D’ailleurs, arrêter tabac et cigarette électronique constitue la première motivation pour la moitié des personnes interrogées utilisant simultanément les deux produits. Viennent ensuite, loin derrière, la réduction de la consommation de tabac mais sans arrêt complet (11,5%) puis le remplacement du tabac par la cigarette électronique (8,2%), « ce qui peut s’apparenter dans les deux cas à une forme de réduction des risques ». 

Et les auteurs de conclure « la cigarette électronique semble ainsi constituer du moins pour le moment, plutôt une solution de sortie du tabagisme qu’une « porte d’entrée » ». A suivre donc…

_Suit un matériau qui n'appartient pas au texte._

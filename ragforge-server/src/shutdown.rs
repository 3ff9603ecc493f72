//! Graceful drain coordinator for SIGTERM (§6: "stop accepting requests,
//! wait up to the longest request deadline, then exit").
//!
//! Grounded on the teacher's `llmspell-kernel::daemon::shutdown::
//! ShutdownCoordinator` (phase tracking + an active-operation counter +
//! a broadcast channel), generalized down to what a stateless request
//! server needs: no state-save phase, no client notification phase,
//! since persisted state lives entirely in the vector store (§6).

use std::sync::atomic::{AtomicU64, Ordering};
use std::sync::Arc;
use std::time::Duration;
use tokio::sync::watch;
use tracing::{info, warn};

/// Drain phase, broadcast to every in-flight request guard.
#[derive(Debug, Clone, Copy, PartialEq, Eq)]
pub enum DrainPhase {
    Running,
    Draining,
}

/// Tracks in-flight request count and the drain phase. One instance is
/// shared (via `Arc`) across every route handler in [`AppState`].
#[derive(Debug)]
pub struct ShutdownCoordinator {
    active: AtomicU64,
    phase_tx: watch::Sender<DrainPhase>,
    grace_period: Duration,
}

/// RAII guard incrementing the active-request counter for the lifetime of
/// one handler invocation; decrements on drop regardless of how the
/// handler exits (including on client disconnect/cancellation, per §5).
pub struct OperationGuard<'a> {
    coordinator: &'a ShutdownCoordinator,
}

impl Drop for OperationGuard<'_> {
    fn drop(&mut self) {
        self.coordinator.active.fetch_sub(1, Ordering::SeqCst);
    }
}

impl ShutdownCoordinator {
    #[must_use]
    pub fn new(grace_period: Duration) -> Self {
        let (phase_tx, _) = watch::channel(DrainPhase::Running);
        Self {
            active: AtomicU64::new(0),
            phase_tx,
            grace_period,
        }
    }

    /// Whether new requests should still be accepted.
    #[must_use]
    pub fn is_draining(&self) -> bool {
        *self.phase_tx.borrow() == DrainPhase::Draining
    }

    /// Begin tracking one in-flight request.
    pub fn begin_operation(&self) -> OperationGuard<'_> {
        self.active.fetch_add(1, Ordering::SeqCst);
        OperationGuard { coordinator: self }
    }

    #[must_use]
    pub fn active_operations(&self) -> u64 {
        self.active.load(Ordering::SeqCst)
    }

    /// Enter the draining phase and wait for in-flight requests to finish,
    /// up to `grace_period`. Logs a warning (never panics) if operations
    /// are still outstanding when the grace period elapses — the caller
    /// proceeds to exit regardless, per §6's bounded drain.
    pub async fn drain(&self) {
        info!("shutdown requested, draining in-flight requests");
        let _ = self.phase_tx.send(DrainPhase::Draining);

        let deadline = tokio::time::Instant::now() + self.grace_period;
        while self.active_operations() > 0 && tokio::time::Instant::now() < deadline {
            tokio::time::sleep(Duration::from_millis(50)).await;
        }

        let remaining = self.active_operations();
        if remaining > 0 {
            warn!(remaining, "grace period elapsed with requests still in flight");
        } else {
            info!("drain complete, no requests in flight");
        }
    }
}

/// Wait for a SIGTERM (or Ctrl-C on platforms without SIGTERM) and drive
/// `coordinator` through its drain sequence.
pub async fn wait_for_shutdown_signal(coordinator: Arc<ShutdownCoordinator>) {
    #[cfg(unix)]
    {
        use tokio::signal::unix::{signal, SignalKind};
        let mut sigterm = signal(SignalKind::terminate()).expect("failed to install SIGTERM handler");
        let mut sigint = signal(SignalKind::interrupt()).expect("failed to install SIGINT handler");
        tokio::select! {
            _ = sigterm.recv() => info!("received SIGTERM"),
            _ = sigint.recv() => info!("received SIGINT"),
        }
    }
    #[cfg(not(unix))]
    {
        let _ = tokio::signal::ctrl_c().await;
        info!("received ctrl-c");
    }

    coordinator.drain().await;
}

#[cfg(test)]
mod tests {
    use super::*;

    #[tokio::test]
    async fn drain_returns_immediately_with_no_active_operations() {
        let coordinator = ShutdownCoordinator::new(Duration::from_millis(200));
        coordinator.drain().await;
        assert!(coordinator.is_draining());
    }

    #[tokio::test]
    async fn operation_guard_decrements_on_drop() {
        let coordinator = ShutdownCoordinator::new(Duration::from_secs(1));
        {
            let _guard = coordinator.begin_operation();
            assert_eq!(coordinator.active_operations(), 1);
        }
        assert_eq!(coordinator.active_operations(), 0);
    }

    #[tokio::test]
    async fn drain_waits_for_active_operation_to_finish() {
        let coordinator = Arc::new(ShutdownCoordinator::new(Duration::from_secs(2)));
        let guard_coordinator = Arc::clone(&coordinator);
        let handle = tokio::spawn(async move {
            let _guard = guard_coordinator.begin_operation();
            tokio::time::sleep(Duration::from_millis(100)).await;
        });
        coordinator.drain().await;
        handle.await.unwrap();
        assert_eq!(coordinator.active_operations(), 0);
    }
}
//! `POST /v1/collections`, `DELETE /v1/collections/{name}` (§6).

use crate::error::ApiError;
use crate::state::AppState;
use axum::extract::{Path, State};
use axum::Json;
use serde::{Deserialize, Serialize};

#[derive(Debug, Deserialize)]
pub struct CreateCollectionBody {
    pub collection_name: String,
    pub dimension: usize,
    #[serde(default)]
    pub description: Option<String>,
}

#[derive(Debug, Serialize)]
pub struct CollectionResponse {
    pub success: bool,
    pub collection_name: String,
}

pub async fn create_collection(
    State(state): State<AppState>,
    Json(body): Json<CreateCollectionBody>,
) -> Result<Json<CollectionResponse>, ApiError> {
    state
        .store
        .create_collection(&body.collection_name, body.dimension, body.description)
        .await?;
    Ok(Json(CollectionResponse { success: true, collection_name: body.collection_name }))
}

pub async fn delete_collection(
    State(state): State<AppState>,
    Path(name): Path<String>,
) -> Result<Json<CollectionResponse>, ApiError> {
    state.store.delete_collection(&name).await?;
    Ok(Json(CollectionResponse { success: true, collection_name: name }))
}
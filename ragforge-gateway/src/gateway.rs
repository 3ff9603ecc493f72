//! The LLM Gateway: the single egress point for chat-completion,
//! embedding, and rerank traffic (§4.2).

use crate::cache::{canonical_key, ShardedCache};
use crate::limiter::RateLimiter;
use crate::model::{resolve_model, ModelKind, Provider};
use crate::transport::{
    ChatMessage, CompleteRequest, CompleteResponse, HealthReport, HealthStatus, RerankOutcome,
    WireChatRequest, WireChatCompletion, WireEmbedRequest, WireEmbedResponse, WireRerankRequest,
    WireRerankResponse,
};
use ragforge_config::GatewayConfig;
use ragforge_core::RagError;
use std::collections::HashMap;
use std::time::{Duration, Instant};
use tracing::{debug, warn};

/// Single entry point through which Metadata, Compressor, Answer, and
/// Intent talk to any supported provider (§1, §4.2). Holds every provider
/// API key; no other component is allowed to.
pub struct LlmGateway {
    config: GatewayConfig,
    clients: HashMap<Provider, reqwest::Client>,
    budget: RateLimiter,
    response_cache: ShardedCache<String>,
    started_at: Instant,
}

impl std::fmt::Debug for LlmGateway {
    fn fmt(&self, f: &mut std::fmt::Formatter<'_>) -> std::fmt::Result {
        f.debug_struct("LlmGateway")
            .field("providers", &self.clients.keys().map(Provider::as_str).collect::<Vec<_>>())
            .finish_non_exhaustive()
    }
}
//! End-to-end exercise of the HTTP surface against an in-memory store and
//! a wiremock-backed gateway, mirroring §8 scenario 1 ("create + ingest +
//! retrieve, default parameters").

use axum::body::Body;
use axum::http::{Request, StatusCode};
use http_body_util::BodyExt;
use ragforge_config::{DeadlinesConfig, EmbeddingConfig, GatewayConfig, MetadataConfig, ProviderConfig, RagForgeConfig, RetrievalConfig};
use ragforge_gateway::LlmGateway;
use ragforge_rag::{Embedder, IngestionOrchestrator, IntentClassifier, MetadataExtractor, RetrievalOrchestrator, Search};
use ragforge_rag::{AnswerGenerator, Compressor, Reranker};
use ragforge_server::{build_app, AppState, ShutdownCoordinator};
use ragforge_store::VectorStoreFacade;
use std::sync::Arc;
use std::time::{Duration, Instant};
use tower::ServiceExt;
use wiremock::matchers::{body_string_contains, method, path};
use wiremock::{Mock, MockServer, ResponseTemplate};

fn gateway_config_pointing_at(server: &MockServer) -> GatewayConfig {
    let mut config = GatewayConfig::default();
    for provider in ["jina", "nebius", "sambanova", "bge"] {
        config.providers.insert(
            provider.to_string(),
            ProviderConfig { api_key_env: String::new(), base_url: server.uri(), ..ProviderConfig::default() },
        );
    }
    config
}

async fn build_state(server: &MockServer) -> AppState {
    let gateway = Arc::new(LlmGateway::new(gateway_config_pointing_at(server)));
    let embedder = Arc::new(Embedder::new(Arc::clone(&gateway), EmbeddingConfig::default()));
    let metadata = Arc::new(MetadataExtractor::new(
        Arc::clone(&gateway),
        MetadataConfig { enabled: false, ..MetadataConfig::default() },
        "fast-default",
    ));
    let store = Arc::new(VectorStoreFacade::new(Arc::new(ragforge_store::InMemoryBackend::new())));
    let deadlines = DeadlinesConfig::default();

    let ingestion = Arc::new(IngestionOrchestrator::new(
        ragforge_config::ChunkingConfig::default(),
        Arc::clone(&metadata),
        Arc::clone(&embedder),
        Arc::clone(&store),
        deadlines.clone(),
    ));

    let intent = Arc::new(IntentClassifier::new(Arc::clone(&gateway), "fast-default", "fast-default", "strong-default"));
    let search = Arc::new(Search::new(Arc::clone(&embedder), Arc::clone(&store)));
    let reranker = Arc::new(Reranker::new(Arc::clone(&gateway), "bge-reranker-v2-m3"));
    let compressor = Arc::new(Compressor::new(Arc::clone(&gateway), "fast-default"));
    let answer = Arc::new(AnswerGenerator::new(Arc::clone(&gateway), "fast-default"));
    let retrieval = Arc::new(RetrievalOrchestrator::new(
        intent,
        search,
        reranker,
        compressor,
        answer,
        RetrievalConfig::default(),
        deadlines,
    ));

    AppState {
        ingestion,
        retrieval,
        store,
        gateway,
        embedder,
        config: Arc::new(RagForgeConfig::default()),
        shutdown: Arc::new(ShutdownCoordinator::new(Duration::from_secs(5))),
        started_at: Instant::now(),
        version: "test",
    }
}

fn embedding_vector() -> Vec<f32> {
    let mut v = vec![0.01f32; 1024];
    v[0] = 1.0;
    v
}

async fn mount_common_mocks(server: &MockServer) {
    Mock::given(method("POST"))
        .and(path("/embeddings"))
        .respond_with(ResponseTemplate::new(200).set_body_json(serde_json::json!({
            "data": [{"embedding": embedding_vector()}]
        })))
        .mount(server)
        .await;

    Mock::given(method("POST"))
        .and(path("/chat/completions"))
        .and(body_string_contains("Classify the user's query"))
        .respond_with(ResponseTemplate::new(200).set_body_json(serde_json::json!({
            "choices": [{"message": {"content": "{\"label\":\"factual_retrieval\",\"confidence\":0.9,\"language\":\"en\"}"}}]
        })))
        .mount(server)
        .await;

    Mock::given(method("POST"))
        .and(path("/chat/completions"))
        .and(body_string_contains("Question:"))
        .respond_with(ResponseTemplate::new(200).set_body_json(serde_json::json!({
            "choices": [{"message": {"content": "The iPhone 15 Pro Max uses the A17 Pro chip [Source 1]."}}]
        })))
        .mount(server)
        .await;

    Mock::given(method("POST"))
        .and(path("/rerank"))
        .respond_with(ResponseTemplate::new(200).set_body_json(serde_json::json!({
            "results": [{"index": 0, "relevance_score": 0.95}]
        })))
        .mount(server)
        .await;
}

#[tokio::test]
async fn create_ingest_retrieve_round_trip_returns_grounded_answer() {
    let server = MockServer::start().await;
    mount_common_mocks(&server).await;

    let state = build_state(&server).await;
    let app = build_app(state);

    let ingest_body = serde_json::json!({
        "text": "Apple iPhone 15 Pro Max. Price: $1199. A17 Pro chip.",
        "document_id": "doc_1",
        "collection_name": "products",
        "embedding_model": "jina-embeddings-v3",
    });

    let response = app
        .clone()
        .oneshot(
            Request::builder()
                .method("POST")
                .uri("/v1/ingest")
                .header("content-type", "application/json")
                .body(Body::from(ingest_body.to_string()))
                .unwrap(),
        )
        .await
        .unwrap();
    assert_eq!(response.status(), StatusCode::OK);
    let body = response.into_body().collect().await.unwrap().to_bytes();
    let ingest_json: serde_json::Value = serde_json::from_slice(&body).unwrap();
    assert!(ingest_json["chunks_created"].as_u64().unwrap() >= 1);
    assert_eq!(ingest_json["chunks_inserted"], ingest_json["chunks_created"]);

    let retrieve_body = serde_json::json!({
        "query": "What chip does the iPhone 15 Pro Max use?",
        "collection_name": "products",
    });

    let response = app
        .oneshot(
            Request::builder()
                .method("POST")
                .uri("/v1/retrieve")
                .header("content-type", "application/json")
                .body(Body::from(retrieve_body.to_string()))
                .unwrap(),
        )
        .await
        .unwrap();
    assert_eq!(response.status(), StatusCode::OK);
    let body = response.into_body().collect().await.unwrap().to_bytes();
    let retrieve_json: serde_json::Value = serde_json::from_slice(&body).unwrap();

    assert!(retrieve_json["answer"].as_str().unwrap().contains("A17 Pro"));
    assert!(!retrieve_json["citations"].as_array().unwrap().is_empty());
    assert!(retrieve_json["stages"]["search"]["success"].as_bool().unwrap());
    assert!(retrieve_json["stages"]["compression"]["skipped"].as_bool().unwrap());
}

#[tokio::test]
async fn health_reports_store_and_provider_status() {
    let server = MockServer::start().await;
    mount_common_mocks(&server).await;
    let state = build_state(&server).await;
    let app = build_app(state);

    let response = app
        .oneshot(Request::builder().uri("/health").body(Body::empty()).unwrap())
        .await
        .unwrap();
    assert_eq!(response.status(), StatusCode::OK);
    let body = response.into_body().collect().await.unwrap().to_bytes();
    let health: serde_json::Value = serde_json::from_slice(&body).unwrap();
    assert!(health["dependencies"]["vector_store"].as_str().is_some());
}

#[tokio::test]
async fn auto_dim_switch_rejects_mismatched_embedding_model_without_partial_insert() {
    let server = MockServer::start().await;

    let mut high_dim_vector = vec![0.01f32; 4096];
    high_dim_vector[0] = 1.0;

    Mock::given(method("POST"))
        .and(path("/embeddings"))
        .and(body_string_contains("E5-Mistral-7B-Instruct"))
        .respond_with(ResponseTemplate::new(200).set_body_json(serde_json::json!({
            "data": [{"embedding": high_dim_vector}]
        })))
        .mount(&server)
        .await;
    Mock::given(method("POST"))
        .and(path("/embeddings"))
        .and(body_string_contains("jina-embeddings-v3"))
        .respond_with(ResponseTemplate::new(200).set_body_json(serde_json::json!({
            "data": [{"embedding": embedding_vector()}]
        })))
        .mount(&server)
        .await;

    let state = build_state(&server).await;
    let store = state.store.clone();
    let app = build_app(state);

    let first_ingest = serde_json::json!({
        "text": "MedTech Equipment Supply invoice line items.",
        "document_id": "doc_hi",
        "collection_name": "products_hi",
        "embedding_model": "E5-Mistral-7B-Instruct",
    });
    let response = app
        .clone()
        .oneshot(
            Request::builder()
                .method("POST")
                .uri("/v1/ingest")
                .header("content-type", "application/json")
                .body(Body::from(first_ingest.to_string()))
                .unwrap(),
        )
        .await
        .unwrap();
    assert_eq!(response.status(), StatusCode::OK);

    let stats = store.describe_collection("products_hi").await.unwrap();
    assert_eq!(stats.dimension, 4096);
    let chunk_count_before = stats.chunk_count;

    let second_ingest = serde_json::json!({
        "text": "A different document entirely.",
        "document_id": "doc_lo",
        "collection_name": "products_hi",
        "embedding_model": "jina-embeddings-v3",
    });
    let response = app
        .oneshot(
            Request::builder()
                .method("POST")
                .uri("/v1/ingest")
                .header("content-type", "application/json")
                .body(Body::from(second_ingest.to_string()))
                .unwrap(),
        )
        .await
        .unwrap();
    assert_ne!(response.status(), StatusCode::OK);

    let stats_after = store.describe_collection("products_hi").await.unwrap();
    assert_eq!(stats_after.chunk_count, chunk_count_before);
}

#[tokio::test]
async fn retrieve_against_missing_collection_returns_not_found() {
    let server = MockServer::start().await;
    mount_common_mocks(&server).await;
    let state = build_state(&server).await;
    let app = build_app(state);

    let retrieve_body = serde_json::json!({
        "query": "anything",
        "collection_name": "never_created",
    });

    let response = app
        .oneshot(
            Request::builder()
                .method("POST")
                .uri("/v1/retrieve")
                .header("content-type", "application/json")
                .body(Body::from(retrieve_body.to_string()))
                .unwrap(),
        )
        .await
        .unwrap();
    assert_eq!(response.status(), StatusCode::NOT_FOUND);
}
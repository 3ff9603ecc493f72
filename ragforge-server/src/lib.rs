//! HTTP surface for the Ingestion and Retrieval Orchestrators (§6).
//!
//! [`build_app`] wires the routes onto a shared [`AppState`]; [`serve`]
//! binds a listener and drives the server through SIGTERM/SIGINT drain.

pub mod error;
pub mod routes;
pub mod shutdown;
pub mod state;

pub use error::ApiError;
pub use shutdown::ShutdownCoordinator;
pub use state::AppState;

use axum::routing::{delete, get, post, put};
use axum::Router;
use tower_http::trace::TraceLayer;

/// Build the axum `Router` serving every endpoint in §6's API surface.
#[must_use]
pub fn build_app(state: AppState) -> Router {
    Router::new()
        .route("/v1/ingest", post(routes::ingest::ingest))
        .route("/v1/documents/:id", put(routes::ingest::update_document))
        .route("/v1/documents/:id", delete(routes::ingest::delete_document))
        .route("/v1/collections", post(routes::collections::create_collection))
        .route("/v1/collections/:name", delete(routes::collections::delete_collection))
        .route("/v1/retrieve", post(routes::retrieve::retrieve))
        .route("/health", get(routes::health::health))
        .layer(TraceLayer::new_for_http())
        .with_state(state)
}

/// Bind `state.config.server.bind_addr` and serve until a SIGTERM/SIGINT
/// triggers graceful drain (§6). Returns once the drain completes.
///
/// # Errors
///
/// Returns an error if the bind address cannot be parsed or the listener
/// cannot be bound.
pub async fn serve(state: AppState) -> anyhow::Result<()> {
    let bind_addr = state.config.server.bind_addr.clone();
    let shutdown = std::sync::Arc::clone(&state.shutdown);
    let app = build_app(state);

    let listener = tokio::net::TcpListener::bind(&bind_addr).await?;
    tracing::info!(bind_addr, "ragforge-server listening");

    axum::serve(listener, app)
        .with_graceful_shutdown(shutdown::wait_for_shutdown_signal(shutdown))
        .await?;

    Ok(())
}
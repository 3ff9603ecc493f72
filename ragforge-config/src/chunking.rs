//! Chunking configuration (§4.5).

use serde::{Deserialize, Serialize};

/// Segmentation method used by the chunker.
#[derive(Debug, Clone, Copy, PartialEq, Eq, Default, Serialize, Deserialize)]
#[serde(rename_all = "snake_case")]
pub enum ChunkingMethod {
    /// Ranked-separator recursive split (paragraph/line/sentence/word/char).
    #[default]
    Recursive,
    /// Header-aware split, then recursive within each section.
    Markdown,
    /// Fixed-size token windows with overlap stride.
    Token,
}

#[derive(Debug, Clone, Serialize, Deserialize)]
#[serde(default)]
pub struct ChunkingConfig {
    pub method: ChunkingMethod,
    /// Tokens per chunk, clamped to `[100, 10_000]`.
    pub max_size: usize,
    /// Overlap between adjacent chunks in tokens, clamped to `[0, 1000]`.
    pub overlap: usize,
    /// Ranked separators for `recursive`, highest priority first.
    pub separators: Vec<String>,
    /// Markdown header prefixes that start a new section for `markdown`.
    pub markdown_headers: Vec<String>,
}

impl Default for ChunkingConfig {
    fn default() -> Self {
        Self {
            method: ChunkingMethod::Recursive,
            max_size: 1000,
            overlap: 300,
            separators: vec![
                "\n\n".to_string(),
                "\n".to_string(),
                ". ".to_string(),
                " ".to_string(),
                "".to_string(),
            ],
            markdown_headers: vec!["# ".to_string(), "## ".to_string(), "### ".to_string()],
        }
    }
}

impl ChunkingConfig {
    /// Clamp caller-supplied overrides into the documented bounds (§4.5).
    #[must_use]
    pub fn clamped(mut self) -> Self {
        self.max_size = self.max_size.clamp(100, 10_000);
        self.overlap = self.overlap.clamp(0, 1_000);
        self
    }
}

Baisse exceptionnelle des ventes de cigarettes en 2013
Selon le bilan de l’OFDT, l’année 2013 a vu les ventes de cigarettes diminuer nettement (- 7,6 %) alors que « la progression de celles de tabac à rouler, moins importante que les années précédentes (+ 2,6 %), ne compense que marginalement cette baisse » [2]. Explication avancée par l’OFDT pour expliquer cette baisse exceptionnelle : «  la régularité de l’augmentation des prix au cours des quatre années précédentes, qui a porté celui du paquet de cigarettes de la marque la plus vendue à près de 7 euros (seuil atteint en janvier 2014), conjugué à l’essor prononcé de la cigarette électronique au cours de cette année ».

Le Pr Bernard Granger a déclaré ne pas avoir de liens d’intérêt avec le sujet.